Work required: From the records that follow, copy every line in which "usize" appears.

Records from a collection
[Start of Attachment]
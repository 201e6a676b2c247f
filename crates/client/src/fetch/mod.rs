//! Network fetch used by the strategy router.
//!
//! ### Semantics
//! - Any HTTP status is a successful fetch; only transport failures are errors.
//! - Max redirects: 5
//! - Max body bytes: 5MB (configurable); a larger body is a transport failure.
//!
//! The router depends on the [`Fetcher`] trait so tests can script the network.

pub mod url;

use async_trait::async_trait;
use bytes::Bytes;
use reqwest::{Client, header};
use std::time::{Duration, Instant};

pub use self::url::{canonicalize, resolve};

use storyline_core::{AppConfig, Error};

/// Configuration for the fetch client.
#[derive(Debug, Clone)]
pub struct FetchConfig {
    /// User agent string (default: "storyline/0.1")
    pub user_agent: String,

    /// Maximum response body size in bytes (default: 5MB)
    pub max_bytes: usize,

    /// Request timeout (default: 20s)
    pub timeout: Duration,

    /// Maximum number of redirects to follow (default: 5)
    pub max_redirects: usize,
}

impl Default for FetchConfig {
    fn default() -> Self {
        Self {
            user_agent: "storyline/0.1".to_string(),
            max_bytes: 5 * 1024 * 1024,
            timeout: Duration::from_millis(20000),
            max_redirects: 5,
        }
    }
}

impl From<&AppConfig> for FetchConfig {
    fn from(config: &AppConfig) -> Self {
        Self {
            user_agent: config.user_agent.clone(),
            max_bytes: config.max_bytes,
            timeout: config.timeout(),
            ..Default::default()
        }
    }
}

/// A response as seen by the router.
#[derive(Debug, Clone)]
pub struct FetchedResponse {
    /// The final URL after redirects
    pub url: ::url::Url,
    pub status: u16,
    pub content_type: Option<String>,
    pub body: Bytes,
    /// Time taken to fetch in milliseconds
    pub fetch_ms: u64,
}

/// Network access for intercepted reads.
#[async_trait]
pub trait Fetcher: Send + Sync {
    /// Issue a GET for `url`.
    ///
    /// # Errors
    ///
    /// Returns [`Error::Remote`] without a status when the network cannot be reached.
    async fn fetch(&self, url: &::url::Url) -> Result<FetchedResponse, Error>;
}

/// reqwest-backed fetcher with size and redirect limits.
pub struct HttpFetcher {
    http: Client,
    config: FetchConfig,
}

impl HttpFetcher {
    /// Create a new fetch client with the given configuration.
    pub fn new(config: FetchConfig) -> Result<Self, Error> {
        let http = Client::builder()
            .user_agent(&config.user_agent)
            .timeout(config.timeout)
            .redirect(reqwest::redirect::Policy::limited(config.max_redirects))
            .use_rustls_tls()
            .gzip(true)
            .brotli(true)
            .deflate(true)
            .build()
            .map_err(|e| Error::InvalidInput(format!("failed to build HTTP client: {e}")))?;

        Ok(Self { http, config })
    }

    fn too_large(&self, len: usize) -> Error {
        Error::remote(None, format!("{len} bytes exceeds {}", self.config.max_bytes))
    }
}

#[async_trait]
impl Fetcher for HttpFetcher {
    async fn fetch(&self, url: &::url::Url) -> Result<FetchedResponse, Error> {
        let start = Instant::now();

        let response = self
            .http
            .get(url.as_str())
            .send()
            .await
            .map_err(|e| Error::remote(None, format!("network error: {e}")))?;

        let status = response.status().as_u16();

        if let Some(len) = response.content_length()
            && len as usize > self.config.max_bytes
        {
            return Err(self.too_large(len as usize));
        }

        let final_url = response.url().clone();
        let content_type = response
            .headers()
            .get(header::CONTENT_TYPE)
            .and_then(|v| v.to_str().ok())
            .map(|s| s.to_string());

        let body = response
            .bytes()
            .await
            .map_err(|e| Error::remote(None, format!("failed to read response: {e}")))?;

        if body.len() > self.config.max_bytes {
            return Err(self.too_large(body.len()));
        }

        let fetch_ms = start.elapsed().as_millis() as u64;

        tracing::debug!(url = %url, final_url = %final_url, status, fetch_ms, bytes = body.len(), "fetched");

        Ok(FetchedResponse { url: final_url, status, content_type, body, fetch_ms })
    }
}
//! Push registration host for a terminal device.
//!
//! There is no browser push service here: the endpoint and keys come from
//! configuration and the registration lives in the settings table, so it
//! survives between invocations.

use async_trait::async_trait;

use storyline_client::{Permission, RegistrationHost};
use storyline_core::{CacheDb, Error, PushConfig, PushKeys, PushSubscription};

const PERMISSION_KEY: &str = "device_permission";
const WORKER_KEY: &str = "device_worker";
const REGISTRATION_KEY: &str = "device_registration";

pub struct ConfiguredRegistrationHost {
    db: CacheDb,
    push: Option<PushConfig>,
    grant: bool,
}

impl ConfiguredRegistrationHost {
    /// `grant` answers a permission prompt with "granted"; otherwise the prompt is dismissed.
    pub fn new(db: CacheDb, push: Option<PushConfig>, grant: bool) -> Self {
        Self { db, push, grant }
    }

    fn push_config(&self) -> Result<&PushConfig, Error> {
        self.push.as_ref().ok_or_else(|| Error::NotSupported("no push endpoint configured".into()))
    }
}

fn parse_permission(raw: &str) -> Permission {
    match raw {
        "granted" => Permission::Granted,
        "denied" => Permission::Denied,
        _ => Permission::Default,
    }
}

#[async_trait]
impl RegistrationHost for ConfiguredRegistrationHost {
    fn is_supported(&self) -> bool {
        self.push.is_some()
    }

    async fn permission(&self) -> Permission {
        match self.db.get_setting(PERMISSION_KEY).await {
            Ok(Some(raw)) => parse_permission(&raw),
            Ok(None) => Permission::Default,
            Err(e) => {
                tracing::warn!(error = %e, "could not read notification permission");
                Permission::Default
            }
        }
    }

    async fn request_permission(&self) -> Result<Permission, Error> {
        if self.grant {
            self.db.put_setting(PERMISSION_KEY, "granted").await?;
            return Ok(Permission::Granted);
        }
        Ok(self.permission().await)
    }

    async fn register(&self) -> Result<(), Error> {
        self.push_config()?;
        self.db.put_setting(WORKER_KEY, "active").await
    }

    async fn get_registration(&self) -> Result<Option<PushSubscription>, Error> {
        match self.db.get_setting(REGISTRATION_KEY).await? {
            Some(raw) => serde_json::from_str(&raw)
                .map(Some)
                .map_err(|e| Error::Corrupt(format!("device registration: {e}"))),
            None => Ok(None),
        }
    }

    async fn subscribe(&self, application_server_key: &str) -> Result<PushSubscription, Error> {
        let push = self.push_config()?;
        if self.db.get_setting(WORKER_KEY).await?.is_none() {
            return Err(Error::NotSupported("device is not registered".into()));
        }
        if application_server_key.is_empty() {
            return Err(Error::InvalidInput("application server key is empty".into()));
        }

        let subscription = PushSubscription {
            endpoint: push.endpoint.clone(),
            keys: PushKeys { p256dh: push.p256dh.clone(), auth: push.auth.clone() },
        };
        let raw = serde_json::to_string(&subscription)
            .map_err(|e| Error::InvalidInput(format!("failed to encode registration: {e}")))?;
        self.db.put_setting(REGISTRATION_KEY, &raw).await?;

        tracing::debug!(endpoint = %subscription.endpoint, "device registration stored");
        Ok(subscription)
    }

    async fn unsubscribe(&self) -> Result<bool, Error> {
        self.db.delete_setting(REGISTRATION_KEY).await
    }
}
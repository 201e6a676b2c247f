//! Story API request types.

use serde::Serialize;

use storyline_core::{Error, Location, PushKeys, PushSubscription};

/// Photo payload for a new story.
#[derive(Debug, Clone)]
pub struct Photo {
    pub file_name: String,
    pub mime_type: String,
    pub bytes: Vec<u8>,
}

impl Photo {
    /// Reference kept on an offline-authored record until it is uploaded.
    pub fn local_reference(&self) -> String {
        format!("local://{}", self.file_name)
    }
}

/// A story draft to submit to the origin.
#[derive(Debug, Clone)]
pub struct NewStory {
    pub description: String,
    pub location: Option<Location>,
}

impl NewStory {
    /// Build a draft, keeping the location only when both coordinates are given.
    pub fn new(description: impl Into<String>, lat: Option<f64>, lon: Option<f64>) -> Self {
        Self { description: description.into(), location: Location::from_parts(lat, lon) }
    }

    /// Validate the draft before submission.
    pub fn validate(&self) -> Result<(), Error> {
        if self.description.trim().is_empty() {
            return Err(Error::InvalidInput("description must not be empty".into()));
        }

        if let Some(Location { lat, lon }) = self.location {
            if !(-90.0..=90.0).contains(&lat) {
                return Err(Error::InvalidInput(format!("latitude {lat} out of range")));
            }
            if !(-180.0..=180.0).contains(&lon) {
                return Err(Error::InvalidInput(format!("longitude {lon} out of range")));
            }
        }

        Ok(())
    }
}

#[derive(Debug, Serialize)]
pub struct LoginRequest<'a> {
    pub email: &'a str,
    pub password: &'a str,
}

#[derive(Debug, Serialize)]
pub struct RegisterRequest<'a> {
    pub name: &'a str,
    pub email: &'a str,
    pub password: &'a str,
}

/// `POST /notifications/subscribe`
#[derive(Debug, Serialize)]
pub struct SubscribeRequest<'a> {
    pub endpoint: &'a str,
    pub keys: &'a PushKeys,
}

impl<'a> From<&'a PushSubscription> for SubscribeRequest<'a> {
    fn from(sub: &'a PushSubscription) -> Self {
        Self { endpoint: &sub.endpoint, keys: &sub.keys }
    }
}

/// `POST /notifications/unsubscribe`
#[derive(Debug, Serialize)]
pub struct UnsubscribeRequest<'a> {
    pub endpoint: &'a str,
}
[End of Attachment]
Answer space:
    pub max_bytes: usize,
    pub max_redirects: usize,
    fn too_large(&self, len: usize) -> Error {
            && len as usize > self.config.max_bytes
            return Err(self.too_large(len as usize));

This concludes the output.